Many in our industry will have spent much of the weekend pouring over the Financial Conduct Authority’s Asset Management Review announced to much fanfare last Friday morning by Chief Executive Andrew Bailey.
It makes some good points, such as:
- The potential conflict of interest within investment consultants and rating agencies who also offer their own products
- The need for meaningful benchmarks and a less complicated product landscape
- Transparency over charging
- The difficulty for the smaller investor to access the right product at the right price describing the lack of price competition in active management as ‘weak’
Within the 200 page document, there is a thinly-veiled criticism that the large asset managers dominating the industry are operating some form of oligopoly to protect profit margins.
We can see their point and often ask our clients why they might feel the need to encumber themselves with the problems of large investors and asset managers who have to manage many £billions of assets? By doing so, retail clients are placing themselves behind the shareholder as investors in the queue of importance to most publicly-quoted asset managers.

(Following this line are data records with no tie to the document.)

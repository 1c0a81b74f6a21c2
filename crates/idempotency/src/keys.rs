//! Idempotency key helpers: random generation, deterministic derivation from
//! a semantic context, and validation.

use serde::Serialize;
use serde_json::Value;
use uuid::Uuid;

use crate::hash::{canonicalize, sha256_hex};

pub const KEY_MIN_LEN: usize = 8;
pub const KEY_MAX_LEN: usize = 255;

/// Length of keys produced by [`generate_key_from_context`] (hex chars).
const CONTEXT_KEY_LEN: usize = 32;

/// Inputs for a deterministic key: the same context always derives the same
/// key, so retries of "this operation for this user at this minute" collapse
/// onto one record without the client having to persist a token.
#[derive(Debug, Clone, Default, Serialize)]
pub struct KeyContext {
    pub user_id: String,
    pub operation: String,
    #[serde(skip_serializing_if = "Option::is_none")]
    pub timestamp: Option<i64>,
    #[serde(skip_serializing_if = "Option::is_none")]
    pub additional_data: Option<Value>,
}

/// Fresh random key with UUID-grade entropy.
pub fn generate_key() -> String {
    Uuid::new_v4().to_string()
}

/// Deterministic key derived from the canonical JSON of `context`.
pub fn generate_key_from_context(context: &KeyContext) -> Result<String, serde_json::Error> {
    let value = serde_json::to_value(context)?;
    let bytes = serde_json::to_vec(&canonicalize(&value))?;
    let mut hex = sha256_hex(&bytes);
    hex.truncate(CONTEXT_KEY_LEN);
    Ok(hex)
}

/// True iff `key` has a length in `[KEY_MIN_LEN, KEY_MAX_LEN]`. Keys failing
/// this check must be rejected before any hashing or store access.
pub fn validate_key(key: &str) -> bool {
    (KEY_MIN_LEN..=KEY_MAX_LEN).contains(&key.chars().count())
}

#[cfg(test)]
mod tests {
    use serde_json::json;

    use super::*;

    #[test]
    fn generated_keys_are_unique_and_valid() {
        let a = generate_key();
        let b = generate_key();
        assert_ne!(a, b);
        assert_eq!(a.len(), 36);
        assert!(validate_key(&a));
    }

    #[test]
    fn context_keys_are_deterministic() {
        let context = KeyContext {
            user_id: "u-1".to_string(),
            operation: "create_order".to_string(),
            timestamp: Some(1_700_000_000),
            additional_data: Some(json!({"sku": "X1"})),
        };
        let a = generate_key_from_context(&context).unwrap();
        let b = generate_key_from_context(&context).unwrap();
        assert_eq!(a, b);
        assert_eq!(a.len(), 32);
        assert!(validate_key(&a));
    }

    #[test]
    fn context_keys_differ_across_contexts() {
        let base = KeyContext {
            user_id: "u-1".to_string(),
            operation: "create_order".to_string(),
            timestamp: None,
            additional_data: None,
        };
        let mut other_user = base.clone();
        other_user.user_id = "u-2".to_string();
        let mut other_op = base.clone();
        other_op.operation = "cancel_order".to_string();

        let key = generate_key_from_context(&base).unwrap();
        assert_ne!(key, generate_key_from_context(&other_user).unwrap());
        assert_ne!(key, generate_key_from_context(&other_op).unwrap());
    }

    #[test]
    fn validate_key_boundaries() {
        assert!(!validate_key(""));
        assert!(!validate_key(&"a".repeat(7)));
        assert!(validate_key(&"a".repeat(8)));
        assert!(validate_key(&"a".repeat(255)));
        assert!(!validate_key(&"a".repeat(256)));
    }
}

While explicitly stating that passive investing isn’t always better than active investing, they could have signposted the connection with size of assets more clearly.

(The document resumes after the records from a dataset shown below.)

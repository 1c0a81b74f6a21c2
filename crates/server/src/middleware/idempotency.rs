//! HTTP adapter for the idempotency layer.
//!
//! Guards mutating methods only; the guard is opt-in per request via the
//! `Idempotency-Key` header. Fresh requests run the inner handler with the
//! response captured and recorded on success; duplicates get the recorded
//! response verbatim plus a replay marker header.

use axum::{
    body::{Body, to_bytes},
    extract::{Request, State},
    http::{HeaderMap, HeaderValue, Method, StatusCode, header},
    middleware::Next,
    response::{IntoResponse, Response},
};
use idempotency::{
    BeginOutcome, IdempotencyError, RequestContext, hash::sha256_hex, keys::validate_key,
};
use serde_json::{Value, json};

use crate::{error::ApiError, state::AppState};

pub const IDEMPOTENCY_KEY_HEADER: &str = "Idempotency-Key";
pub const REPLAY_HEADER: &str = "X-Idempotent-Replay";

const USER_ID_HEADER: &str = "X-User-Id";
const ORGANIZATION_ID_HEADER: &str = "X-Organization-Id";

pub fn idempotency_key(headers: &HeaderMap) -> Option<String> {
    headers
        .get(IDEMPOTENCY_KEY_HEADER)
        .and_then(|value| value.to_str().ok())
        .map(|value| value.trim().to_string())
        .filter(|value| !value.is_empty())
}

fn header_value(headers: &HeaderMap, name: &str) -> Option<String> {
    headers
        .get(name)
        .and_then(|value| value.to_str().ok())
        .map(|value| value.trim().to_string())
        .filter(|value| !value.is_empty())
}

/// Owning context for the request, populated by the host's auth layer via
/// identity headers.
fn request_context(headers: &HeaderMap, method: &Method, path: &str) -> RequestContext {
    RequestContext {
        user_id: header_value(headers, USER_ID_HEADER),
        organization_id: header_value(headers, ORGANIZATION_ID_HEADER),
        endpoint: Some(format!("{method} {path}")),
    }
}

pub async fn idempotency_middleware(
    State(state): State<AppState>,
    request: Request,
    next: Next,
) -> Response {
    // Safe and idempotent-by-definition methods bypass the layer entirely.
    if !matches!(*request.method(), Method::POST | Method::PUT | Method::PATCH) {
        return next.run(request).await;
    }
    let Some(key) = idempotency_key(request.headers()) else {
        return next.run(request).await;
    };

    match guard(&state, &key, request, next).await {
        Ok(response) => response,
        Err(err) => with_key_header(err.into_response(), &key),
    }
}

async fn guard(
    state: &AppState,
    key: &str,
    request: Request,
    next: Next,
) -> Result<Response, ApiError> {
    if !validate_key(key) {
        return Err(IdempotencyError::InvalidKey.into());
    }

    let context = request_context(request.headers(), request.method(), request.uri().path());
    let header_pairs: Vec<(String, String)> = request
        .headers()
        .iter()
        .filter_map(|(name, value)| {
            value
                .to_str()
                .ok()
                .map(|v| (name.as_str().to_string(), v.to_string()))
        })
        .collect();

    let (parts, body) = request.into_parts();
    // `to_bytes` bails as soon as the limit is crossed, so an oversized body
    // is never held in memory.
    let max_bytes = state.idempotency.config().max_body_size;
    let bytes = to_bytes(body, max_bytes).await.map_err(|_| {
        ApiError::PayloadTooLarge(format!("Request body exceeds the {max_bytes} byte limit"))
    })?;
    let body_value = normalized_body(&bytes);
    let url = parts
        .uri
        .path_and_query()
        .map(|pq| pq.as_str().to_string())
        .unwrap_or_else(|| parts.uri.path().to_string());

    let request_hash = state.idempotency.request_hash(
        parts.method.as_str(),
        &url,
        body_value.as_ref(),
        Some(header_pairs.as_slice()),
    )?;

    match state.idempotency.begin(key, &request_hash, &context).await? {
        BeginOutcome::Replay { record } => {
            let status = record
                .response_status
                .and_then(|status| StatusCode::from_u16(status).ok())
                .ok_or_else(|| IdempotencyError::MissingResponse {
                    key: key.to_string(),
                })?;
            let body = record
                .response_body
                .ok_or_else(|| IdempotencyError::MissingResponse {
                    key: key.to_string(),
                })?;
            let response = Response::builder()
                .status(status)
                .header(header::CONTENT_TYPE, "application/json")
                .header(REPLAY_HEADER, "true")
                .body(Body::from(body))
                .map_err(|err| ApiError::Internal(format!("Failed to build replay: {err}")))?;
            Ok(with_key_header(response, key))
        }
        BeginOutcome::Fresh => {
            let request = Request::from_parts(parts, Body::from(bytes));
            let response = next.run(request).await;

            let (parts, body) = response.into_parts();
            let body_bytes = match to_bytes(body, usize::MAX).await {
                Ok(bytes) => bytes,
                Err(err) => {
                    release_claim(state, key).await;
                    return Err(ApiError::Internal(format!(
                        "Failed to buffer response body: {err}"
                    )));
                }
            };

            if parts.status.is_success() {
                // Responses are replayed verbatim, so a body that cannot be
                // stored losslessly as text is not cached at all.
                match String::from_utf8(body_bytes.to_vec()) {
                    Ok(body) => {
                        state
                            .idempotency
                            .complete(key, parts.status.as_u16(), body)
                            .await?;
                    }
                    Err(_) => {
                        tracing::warn!(key, "Response body is not UTF-8; skipping replay cache");
                        release_claim(state, key).await;
                    }
                }
            } else {
                // Failures are never cached; the key stays retryable.
                release_claim(state, key).await;
            }

            let response = Response::from_parts(parts, Body::from(body_bytes));
            Ok(with_key_header(response, key))
        }
    }
}

/// Non-JSON bodies are hashed by digest, mirroring the oversized-body path.
fn normalized_body(bytes: &[u8]) -> Option<Value> {
    if bytes.is_empty() {
        return None;
    }
    match serde_json::from_slice::<Value>(bytes) {
        Ok(value) => Some(value),
        Err(_) => Some(json!({
            "digest": sha256_hex(bytes),
            "length": bytes.len(),
        })),
    }
}

async fn release_claim(state: &AppState, key: &str) {
    if let Err(err) = state.idempotency.abandon(key).await {
        tracing::warn!(key, error = %err, "Failed to release idempotency claim");
    }
}

/// Every response the layer touches echoes the key back to the client.
fn with_key_header(mut response: Response, key: &str) -> Response {
    if let Ok(value) = HeaderValue::from_str(key) {
        response.headers_mut().insert(IDEMPOTENCY_KEY_HEADER, value);
    }
    response
}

Essentially the asset management industry is run by large asset management firms managing the assets of large asset managers and charging the highest fee they can . The sheer quantities of money make it difficult to manage vast amounts of money without reference to indices as benchmark tools, asset allocators and in portfolio composition. To be clear, market indices are no more than reference points and certainly not portfolio construction tools.
To give you an idea of the perceived importance of asset size and flows, read almost any semi-annual investor statement from a large publicly-quoted asset manager and the focus is on size of assets under management and the flows over the relevant period. Of course there is a connection between performance and the ability to attract assets but as the Asset Management Review also points out, consultants and rating agencies have not done the greatest job in awarding mandates to those that then deliver the best performance – they fall into the trap of buying what’s already gone up.
Too often we meet asset managers that have an opening slide or statement that they run over £100 billion in assets under management. To us that means they are too big to succeed in delivering what we require to deliver the relevant investment outcome to our clients.
YES, SIZE MATTERS!
After the FCA Asset Management Review it is worth reminding investors of what T. Bailey Asset Management offers:
- Two investment solutions that can be blended together to provide a further two risk-rated investment solutions. The two cornerstone solutions each have a specific role to aid investors. One, our Dynamic Fund is a complete solution that invests across all asset classes with the best not the biggest managers who are index-agnostic. It has a benchmark that investors can relate to – UK inflation plus 3% per annum. The second, our Growth Fund delivers a global equity portfolio specifically designed to be a simple bolt-on to a portfolio of UK assets.
- Both funds are accessible to all investors from those with £1,000 to invest to much larger but all through our cheapest institutional share class with an annual management cost of 0.60% per annum. The ongoing charges fee is clearly displayed on our monthly factsheets and on the Key Investor Information Documents (KIIDs) available on our website www.tbaileyam.co.uk We believe in transparency.
- Both funds can be used for most wrappers from SIPPS, ISAs to Junior ISAs.
Our returns after fees would suggest that active management can be worth paying for if you choose the right manager, especially in relation to an investment outcome rather than a spurious index.
Appropriate size, transparency, integrity and reassurance emanating from a family-run business are in T. Bailey’s DNA as is putting the investor first. The FCA has gone some way to addressing some key issues in our industry, it’s a shame they didn’t make size more of an issue and its relevance to retail investors.